■ **Work order**
Go through the data and copy every line in which "SkipTimeOp" appears.

(Dataset entries)

//! Synchronization primitives shared by stateful operators.
//!
//! Stateful operators must serialize both their state mutation and the
//! forward to the downstream observer, and the critical section must be
//! re-enterable by the same thread: a synchronous resubscription (retry
//! erroring straight back on the subscribing thread) re-enters the same
//! logical section. `ReentrantLock` packages the discipline: a
//! `parking_lot::ReentrantMutex` provides same-thread re-entry, a `RefCell`
//! provides `&mut` access to the state, and the guard keeps the mutex held
//! while emissions happen *between* `with` calls, never inside one.

use std::cell::RefCell;

use parking_lot::{ReentrantMutex, ReentrantMutexGuard};

pub struct ReentrantLock<T> {
  inner: ReentrantMutex<RefCell<T>>,
}

impl<T> ReentrantLock<T> {
  pub fn new(value: T) -> Self { Self { inner: ReentrantMutex::new(RefCell::new(value)) } }

  /// Acquire the lock. Re-acquiring on the same thread succeeds.
  pub fn lock(&self) -> ReentrantGuard<'_, T> { ReentrantGuard { guard: self.inner.lock() } }

  /// One-shot state access; equivalent to `self.lock().with(f)`.
  pub fn with<R>(&self, f: impl FnOnce(&mut T) -> R) -> R { self.lock().with(f) }
}

impl<T: Default> Default for ReentrantLock<T> {
  fn default() -> Self { Self::new(T::default()) }
}

pub struct ReentrantGuard<'a, T> {
  guard: ReentrantMutexGuard<'a, RefCell<T>>,
}

impl<T> ReentrantGuard<'_, T> {
  /// Mutate the guarded state. The borrow lasts only for the closure, so
  /// callers can forward events downstream afterwards while still holding
  /// the lock, and a reentrant call on the same thread finds the state
  /// unborrowed.
  ///
  /// Do not call user code or forward events from inside `f`.
  pub fn with<R>(&self, f: impl FnOnce(&mut T) -> R) -> R { f(&mut self.guard.borrow_mut()) }

  /// Like [`with`](Self::with), but returns `None` instead of panicking when
  /// the state is already borrowed by an in-flight call further down the
  /// same thread's stack. The sink uses this to detect reentrant delivery.
  pub fn try_with<R>(&self, f: impl FnOnce(&mut T) -> R) -> Option<R> {
    match self.guard.try_borrow_mut() {
      Ok(mut borrow) => Some(f(&mut borrow)),
      Err(_) => None,
    }
  }
}

#[cfg(test)]
mod test {
  use super::*;

  #[test]
  fn same_thread_reentry() {
    let lock = ReentrantLock::new(0);
    let guard = lock.lock();
    guard.with(|v| *v += 1);
    // A second acquisition on the same thread must not deadlock.
    lock.with(|v| *v += 1);
    drop(guard);
    assert_eq!(lock.with(|v| *v), 2);
  }

  #[test]
  fn guards_across_threads() {
    let lock = std::sync::Arc::new(ReentrantLock::new(Vec::new()));
    let mut handles = Vec::new();
    for i in 0..8 {
      let lock = lock.clone();
      handles.push(std::thread::spawn(move || {
        for j in 0..100 {
          lock.with(|v: &mut Vec<usize>| v.push(i * 100 + j));
        }
      }));
    }
    for h in handles {
      h.join().unwrap();
    }
    assert_eq!(lock.with(|v| v.len()), 800);
  }
}
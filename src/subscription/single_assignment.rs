use std::sync::Arc;

use parking_lot::Mutex;

use super::{Subscription, SubscriptionLike};

/// A slot that accepts exactly one subscription.
///
/// Assigning twice is a programmer error and panics: the slot exists to hand
/// out a cancellation handle *before* the subscription it will cancel is
/// produced, and a second assignment means the caller's wiring is wrong.
#[derive(Clone, Default)]
pub struct SingleAssignmentSubscription {
  inner: Arc<Mutex<Inner>>,
}

#[derive(Default)]
struct Inner {
  closed: bool,
  assigned: bool,
  current: Option<Subscription>,
}

impl SingleAssignmentSubscription {
  pub fn new() -> Self { Self::default() }

  /// # Panics
  ///
  /// Panics if a subscription was already assigned.
  pub fn set(&self, subscription: Subscription) {
    let late = {
      let mut inner = self.inner.lock();
      assert!(!inner.assigned, "SingleAssignmentSubscription assigned twice");
      inner.assigned = true;
      if inner.closed {
        true
      } else {
        inner.current = Some(subscription.clone());
        false
      }
    };
    if late {
      subscription.unsubscribe();
    }
  }
}

impl SubscriptionLike for SingleAssignmentSubscription {
  fn unsubscribe(&self) {
    let current = {
      let mut inner = self.inner.lock();
      if inner.closed {
        return;
      }
      inner.closed = true;
      inner.current.take()
    };
    if let Some(current) = current {
      current.unsubscribe();
    }
  }

  fn is_closed(&self) -> bool { self.inner.lock().closed }
}
use std::{marker::PhantomData, sync::Arc, time::Duration};

use crate::{scheduler::Scheduler, sink::Sink};

use super::{Observable, Producer};

/// Emit a single `0` after `delay` on `scheduler`, then complete.
pub fn timer<Err>(delay: Duration, scheduler: Arc<dyn Scheduler>) -> Observable<usize, Err>
where
  Err: Send + 'static,
{
  Observable::from_producer(TimerProducer { delay, scheduler, _hint: PhantomData })
}

struct TimerProducer<Err> {
  delay: Duration,
  scheduler: Arc<dyn Scheduler>,
  _hint: PhantomData<fn() -> Err>,
}

impl<Err> Producer for TimerProducer<Err>
where
  Err: Send + 'static,
{
  type Item = usize;
  type Err = Err;

  fn run(&self, sink: Sink<usize, Err>) {
    let emitter = sink.clone();
    let pending = self.scheduler.schedule_after(
      self.delay,
      Box::new(move || {
        emitter.next(0);
        emitter.complete();
      }),
    );
    sink.add_upstream(pending);
  }
}
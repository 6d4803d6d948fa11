use std::{
  collections::VecDeque,
  sync::{
    atomic::{AtomicBool, Ordering},
    Arc,
  },
};

use parking_lot::Mutex;

use crate::{
  event::Event,
  observable::{Observable, Producer},
  observer::Observer,
  scheduler::Scheduler,
  sink::Sink,
  subscription::{SerialSubscription, Subscription},
};

pub struct ObserveOnOp<Item, Err> {
  pub(crate) source: Observable<Item, Err>,
  pub(crate) scheduler: Arc<dyn Scheduler>,
}

impl<Item, Err> Producer for ObserveOnOp<Item, Err>
where
  Item: Send + 'static,
  Err: Send + 'static,
{
  type Item = Item;
  type Err = Err;

  fn run(&self, sink: Sink<Item, Err>) {
    let drain_task = SerialSubscription::new();
    sink.add_upstream(Subscription::new(drain_task.clone()));
    let observer = ObserveOnObserver {
      sink: sink.clone(),
      scheduler: self.scheduler.clone(),
      queue: Arc::new(Mutex::new(VecDeque::new())),
      draining: Arc::new(AtomicBool::new(false)),
      drain_task,
    };
    self.source.attach(observer, &sink);
  }
}

struct ObserveOnObserver<Item, Err> {
  sink: Sink<Item, Err>,
  scheduler: Arc<dyn Scheduler>,
  queue: Arc<Mutex<VecDeque<Event<Item, Err>>>>,
  draining: Arc<AtomicBool>,
  drain_task: SerialSubscription,
}

impl<Item, Err> ObserveOnObserver<Item, Err>
where
  Item: Send + 'static,
  Err: Send + 'static,
{
  /// Enqueue the event and make sure exactly one drain is running; events
  /// keep their order because only the drain dequeues.
  fn push(&self, event: Event<Item, Err>) {
    self.queue.lock().push_back(event);
    if self.draining.swap(true, Ordering::AcqRel) {
      return;
    }
    let sink = self.sink.clone();
    let queue = self.queue.clone();
    let draining = self.draining.clone();
    let task = self.scheduler.schedule(Box::new(move || loop {
      let next = queue.lock().pop_front();
      match next {
        Some(event) => sink.forward(event),
        None => {
          draining.store(false, Ordering::Release);
          // A producer may have enqueued between the pop and the store; if
          // nobody reclaimed the drain, take it back and keep going.
          if queue.lock().is_empty() || draining.swap(true, Ordering::AcqRel) {
            break;
          }
        }
      }
    }));
    self.drain_task.set(task);
  }
}

impl<Item, Err> Observer<Item, Err> for ObserveOnObserver<Item, Err>
where
  Item: Send + 'static,
  Err: Send + 'static,
{
  fn next(&mut self, value: Item) { self.push(Event::Next(value)) }

  fn error(&mut self, err: Err) { self.push(Event::Error(err)) }

  fn complete(&mut self) { self.push(Event::Completed) }

  fn is_closed(&self) -> bool { self.sink.is_disposed() }
}

impl<Item, Err> Observable<Item, Err>
where
  Item: Send + 'static,
  Err: Send + 'static,
{
  /// Re-deliver every event on `scheduler`, preserving order.
  pub fn observe_on(&self, scheduler: Arc<dyn Scheduler>) -> Observable<Item, Err> {
    Observable::from_producer(ObserveOnOp { source: self.clone(), scheduler })
  }
}

#[cfg(test)]
mod test {
  use std::sync::Mutex as StdMutex;

  use crate::{observable::from_iter, scheduler};

  use super::*;

  #[test]
  fn delivery_hops_threads_but_keeps_order() {
    let caller = std::thread::current().id();
    let seen = Arc::new(StdMutex::new(Vec::new()));
    let threads = Arc::new(StdMutex::new(Vec::new()));
    let (s, t) = (seen.clone(), threads.clone());
    let (tx, rx) = std::sync::mpsc::channel();
    from_iter::<_, ()>(1..=100)
      .observe_on(scheduler::shared())
      .subscribe_complete(
        move |v| {
          s.lock().unwrap().push(v);
          t.lock().unwrap().push(std::thread::current().id());
        },
        move || {
          let _ = tx.send(());
        },
      );
    rx.recv_timeout(std::time::Duration::from_secs(2)).unwrap();
    assert_eq!(*seen.lock().unwrap(), (1..=100).collect::<Vec<_>>());
    assert!(threads.lock().unwrap().iter().all(|id| *id != caller));
  }
}
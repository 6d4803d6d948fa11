use std::{
  sync::{
    atomic::{AtomicBool, Ordering},
    Arc,
  },
  time::Duration,
};

use crate::{
  observable::{Observable, Producer},
  observer::Observer,
  scheduler::Scheduler,
  sink::Sink,
};

pub struct SkipOp<Item, Err> {
  pub(crate) source: Observable<Item, Err>,
  pub(crate) count: usize,
}

impl<Item, Err> Producer for SkipOp<Item, Err>
where
  Item: Send + 'static,
  Err: Send + 'static,
{
  type Item = Item;
  type Err = Err;

  fn run(&self, sink: Sink<Item, Err>) {
    let observer = SkipObserver { sink: sink.clone(), remaining: self.count };
    self.source.attach(observer, &sink);
  }
}

struct SkipObserver<Item, Err> {
  sink: Sink<Item, Err>,
  remaining: usize,
}

impl<Item, Err> Observer<Item, Err> for SkipObserver<Item, Err> {
  fn next(&mut self, value: Item) {
    if self.remaining > 0 {
      self.remaining -= 1;
      return;
    }
    self.sink.next(value);
  }

  fn error(&mut self, err: Err) { self.sink.error(err) }

  fn complete(&mut self) { self.sink.complete() }

  fn is_closed(&self) -> bool { self.sink.is_disposed() }
}

pub struct SkipTimeOp<Item, Err> {
  pub(crate) source: Observable<Item, Err>,
  pub(crate) window: Duration,
  pub(crate) scheduler: Arc<dyn Scheduler>,
}

impl<Item, Err> Producer for SkipTimeOp<Item, Err>
where
  Item: Send + 'static,
  Err: Send + 'static,
{
  type Item = Item;
  type Err = Err;

  fn run(&self, sink: Sink<Item, Err>) {
    let open = Arc::new(AtomicBool::new(false));
    let gate = open.clone();
    let timer = self
      .scheduler
      .schedule_after(self.window, Box::new(move || gate.store(true, Ordering::Release)));
    sink.add_upstream(timer);
    let observer = SkipTimeObserver { sink: sink.clone(), open };
    self.source.attach(observer, &sink);
  }
}

struct SkipTimeObserver<Item, Err> {
  sink: Sink<Item, Err>,
  open: Arc<AtomicBool>,
}

impl<Item, Err> Observer<Item, Err> for SkipTimeObserver<Item, Err> {
  fn next(&mut self, value: Item) {
    if self.open.load(Ordering::Acquire) {
      self.sink.next(value);
    }
  }

  fn error(&mut self, err: Err) { self.sink.error(err) }

  fn complete(&mut self) { self.sink.complete() }

  fn is_closed(&self) -> bool { self.sink.is_disposed() }
}

impl<Item, Err> Observable<Item, Err>
where
  Item: Send + 'static,
  Err: Send + 'static,
{
  /// Drop the first `count` values, then mirror the rest.
  pub fn skip(&self, count: usize) -> Observable<Item, Err> {
    Observable::from_producer(SkipOp { source: self.clone(), count })
  }

  /// Drop everything emitted during the first `window`, then mirror the
  /// rest. Terminal events always pass through.
  pub fn skip_time(&self, window: Duration, scheduler: Arc<dyn Scheduler>) -> Observable<Item, Err> {
    Observable::from_producer(SkipTimeOp { source: self.clone(), window, scheduler })
  }
}
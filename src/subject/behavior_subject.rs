use std::sync::Arc;

use parking_lot::Mutex;

use crate::{
  observable::{Observable, Producer},
  observer::Observer,
  sink::Sink,
};

use super::{SubjectCore, Terminal};

/// A subject seeded with an initial value that always replays its latest
/// value to a new subscriber before live events. After a terminal event new
/// subscribers receive only the terminal.
pub struct BehaviorSubject<Item, Err> {
  core: Arc<SubjectCore<Item, Err>>,
  latest: Arc<Mutex<Item>>,
}

impl<Item, Err> Clone for BehaviorSubject<Item, Err> {
  fn clone(&self) -> Self { Self { core: self.core.clone(), latest: self.latest.clone() } }
}

impl<Item, Err> BehaviorSubject<Item, Err>
where
  Item: Clone + Send + 'static,
  Err: Clone + Send + 'static,
{
  pub fn new(seed: Item) -> Self {
    Self { core: Arc::new(SubjectCore::default()), latest: Arc::new(Mutex::new(seed)) }
  }

  pub fn next(&self, value: Item) {
    self.core.next_and(value, |v| *self.latest.lock() = v.clone());
  }

  pub fn error(&self, err: Err) { self.core.terminate(Terminal::Error(err)); }

  pub fn complete(&self) { self.core.terminate(Terminal::Completed); }

  /// The value a subscriber would currently receive first.
  pub fn value(&self) -> Item { self.latest.lock().clone() }

  pub fn is_terminated(&self) -> bool { self.core.is_terminated() }

  pub fn observable(&self) -> Observable<Item, Err> {
    Observable::from_producer(BehaviorProducer { core: self.core.clone(), latest: self.latest.clone() })
  }
}

impl<Item, Err> Observer<Item, Err> for BehaviorSubject<Item, Err>
where
  Item: Clone + Send + 'static,
  Err: Clone + Send + 'static,
{
  fn next(&mut self, value: Item) { BehaviorSubject::next(self, value) }

  fn error(&mut self, err: Err) { BehaviorSubject::error(self, err) }

  fn complete(&mut self) { BehaviorSubject::complete(self) }

  fn is_closed(&self) -> bool { self.is_terminated() }
}

struct BehaviorProducer<Item, Err> {
  core: Arc<SubjectCore<Item, Err>>,
  latest: Arc<Mutex<Item>>,
}

impl<Item, Err> Producer for BehaviorProducer<Item, Err>
where
  Item: Clone + Send + 'static,
  Err: Clone + Send + 'static,
{
  type Item = Item;
  type Err = Err;

  fn run(&self, sink: Sink<Item, Err>) {
    let latest = &self.latest;
    self.core.insert(sink, |sink| sink.next(latest.lock().clone()));
  }
}
use crate::sink::Sink;

use super::{Observable, Producer};

/// Defer building the observable until subscription time.
///
/// The factory runs once per subscriber, so each subscription observes a
/// stream built from the state of the world at that moment.
pub fn defer<Item, Err, F>(factory: F) -> Observable<Item, Err>
where
  F: Fn() -> Observable<Item, Err> + Send + Sync + 'static,
  Item: Send + 'static,
  Err: Send + 'static,
{
  Observable::from_producer(DeferProducer { factory })
}

struct DeferProducer<F> {
  factory: F,
}

impl<Item, Err, F> Producer for DeferProducer<F>
where
  F: Fn() -> Observable<Item, Err> + Send + Sync,
  Item: Send + 'static,
  Err: Send + 'static,
{
  type Item = Item;
  type Err = Err;

  fn run(&self, sink: Sink<Item, Err>) {
    let source = (self.factory)();
    source.attach(sink.clone(), &sink);
  }
}

#[cfg(test)]
mod test {
  use std::sync::{
    atomic::{AtomicUsize, Ordering},
    Arc, Mutex,
  };

  use crate::observable::of;

  use super::*;

  #[test]
  fn factory_runs_per_subscription() {
    let calls = Arc::new(AtomicUsize::new(0));
    let c = calls.clone();
    let source = defer(move || {
      let n = c.fetch_add(1, Ordering::SeqCst);
      of::<_, ()>(n)
    });
    assert_eq!(calls.load(Ordering::SeqCst), 0);

    let seen = Arc::new(Mutex::new(Vec::new()));
    for _ in 0..2 {
      let s = seen.clone();
      source.subscribe(move |v| s.lock().unwrap().push(v));
    }
    assert_eq!(*seen.lock().unwrap(), vec![0, 1]);
  }
}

■ **Expected answer**
pub struct SkipTimeOp<Item, Err> {
impl<Item, Err> Producer for SkipTimeOp<Item, Err>
    Observable::from_producer(SkipTimeOp { source: self.clone(), window, scheduler })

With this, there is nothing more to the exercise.